Klassische Homöopathie

Homöopathie Tübingen

Die höch­sten Güter des Men­schen sind, ein reines Gewis­sen und die Gesund­heit. Das eine erre­icht man durch die Liebe zu Gott und die Selb­sterken­nt­nis. Das andere durch die Homöopathie.

Samuel Hah­ne­mann

Homöopathie (von alt­griechisch hómoios: gle­ich, gle­ichar­tig, ähn­lich‘ und páthos: Leid, Schmerz, Affekt, Gefühl‘; wörtlich also „ähn­lich­es Lei­den“) ist eine alter­na­tivmedi­zinis­che Behand­lungsmeth­ode, die auf dem Ähn­lichkeit­sprinzip beruht.

Ähnlichkeitsprinzip

Das Prinzip, Ähn­lich­es mit Ähn­lichem zu heilen, wurde erst­mals durch den spät­mit­te­lal­ter­lichen Arzt Paracel­sus for­muliert. Durch seine umfassende Ken­nt­nisse in den dama­li­gen Natur­wis­senschaften und auch mit den Geheimnis­sen der Alchimie und der Astrolo­gie, erkan­nte er, dass sich die Naturge­set­ze im Kos­mos und allen irdis­chen Erschei­n­ungs­for­men in ähn­lich­er Weise wiederfind­en.

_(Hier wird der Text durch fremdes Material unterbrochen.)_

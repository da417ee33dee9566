//! Error responses for the facilitator API.
//!
//! Every error is rendered as the JSON [`ErrorBody`] carrying a stable numeric code,
//! with an HTTP status derived from the error kind.

use axum::Json;
use axum::extract::rejection::JsonRejection;
use axum::http::StatusCode;
use axum::response::{IntoResponse, Response};
use stakefy::error::{ErrorBody, ErrorCode};
use stakefy::proof::ReceiptError;
use stakefy::SettlementError;

/// Errors returned by API handlers.
#[derive(Debug, thiserror::Error)]
pub enum ApiError {
    /// A settlement operation failed.
    #[error(transparent)]
    Settlement(#[from] SettlementError),

    /// A receipt could not be verified.
    #[error(transparent)]
    Receipt(#[from] ReceiptError),

    /// The request body is not valid JSON for the endpoint.
    #[error("invalid request body: {0}")]
    InvalidBody(#[from] JsonRejection),
}

impl ApiError {
    /// HTTP status for this error.
    #[must_use]
    pub fn status(&self) -> StatusCode {
        match self {
            Self::Settlement(err) => settlement_status(err),
            Self::Receipt(ReceiptError::NotFound(_)) => StatusCode::NOT_FOUND,
            Self::Receipt(ReceiptError::Ledger(err)) => {
                settlement_status(&SettlementError::from(err.clone()))
            }
            Self::Receipt(_) => StatusCode::UNPROCESSABLE_ENTITY,
            Self::InvalidBody(_) => StatusCode::BAD_REQUEST,
        }
    }

    fn body(&self) -> ErrorBody {
        match self {
            Self::Settlement(err) => err.to_body(),
            Self::Receipt(err) => err.to_body(),
            Self::InvalidBody(rejection) => {
                ErrorBody::new(ErrorCode::ValidationInvalidRequest, rejection.body_text(), false)
            }
        }
    }
}

fn settlement_status(err: &SettlementError) -> StatusCode {
    match err {
        SettlementError::NotFound { .. } => StatusCode::NOT_FOUND,
        SettlementError::InvalidState { .. }
        | SettlementError::AlreadySettled { .. }
        | SettlementError::ReplayOrOutOfOrder { .. } => StatusCode::CONFLICT,
        SettlementError::Expired { .. } => StatusCode::GONE,
        SettlementError::InsufficientBalance { .. } | SettlementError::InsufficientBudget { .. } => {
            StatusCode::PAYMENT_REQUIRED
        }
        SettlementError::InvalidSignature(_) => StatusCode::UNAUTHORIZED,
        SettlementError::InvalidAmount(_)
        | SettlementError::InvalidAddress(_)
        | SettlementError::InvalidRequest(_) => StatusCode::BAD_REQUEST,
        SettlementError::LedgerUnavailable(_) => StatusCode::SERVICE_UNAVAILABLE,
        SettlementError::LedgerRejected(_) => StatusCode::BAD_GATEWAY,
        _ => StatusCode::INTERNAL_SERVER_ERROR,
    }
}

impl IntoResponse for ApiError {
    fn into_response(self) -> Response {
        let status = self.status();
        if status.is_server_error() {
            tracing::error!(error = %self, "Request failed");
        } else {
            tracing::debug!(error = %self, status = status.as_u16(), "Request rejected");
        }
        (status, Json(self.body())).into_response()
    }
}
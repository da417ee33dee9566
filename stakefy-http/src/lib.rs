#![cfg_attr(docsrs, feature(doc_auto_cfg))]

//! Tower middleware that puts routes behind a stakefy payment session.
//!
//! A request carrying `X-Session-Id` of a completed session for the route's merchant
//! and price is passed through. Anything else gets `402 Payment Required` with a fresh
//! session to pay into:
//!
//! ```json
//! {
//!   "error": "Payment Required",
//!   "message": "This resource requires payment",
//!   "payment": {
//!     "sessionId": "...",
//!     "amount": "0.01",
//!     "feeAmount": "0.00005",
//!     "merchantId": "...",
//!     "depositAddress": "...",
//!     "expiresAt": "1700000900",
//!     "solanaPayUrl": "solana:..."
//!   },
//!   "instructions": ["..."]
//! }
//! ```
//!
//! The session status on the ledger is authoritative. A pending session is re-checked
//! against the ledger on each request, so the client only has to retry with the same
//! `X-Session-Id` once the deposit has landed. `X-Payment-Proof` is accepted but never
//! grants access on its own.
//!
//! ```ignore
//! use stakefy_http::PaywallLayer;
//!
//! let paywall = PaywallLayer::new(facilitator.sessions().clone(), "merchant-1", price);
//! let app = Router::new().route("/premium", get(handler)).layer(paywall);
//! ```

pub mod constants;
pub mod error;
pub mod layer;
pub mod paywall;

pub use error::PaywallError;
pub use layer::{PaywallLayer, PaywallService};
pub use paywall::{PaymentRequired, Paywall};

Paracel­sus war der Ansicht, dass giftige Stoffe, die in großen Dosen den Kör­p­er erkranken lassen, in kleinen Dosen genau diese Krankheit heilen kön­nten.

Klassische Homöopathie

Das von Paracel­sus prak­tizierte Ähn­lichkeit­sprinzip geri­et nach seinem Tode in Vergessen­heit, bis es in den homöopathis­chen Lehren des deutschen Arztes Samuel Hah­ne­manns (1755–1843) wieder­ent­deckt wurde.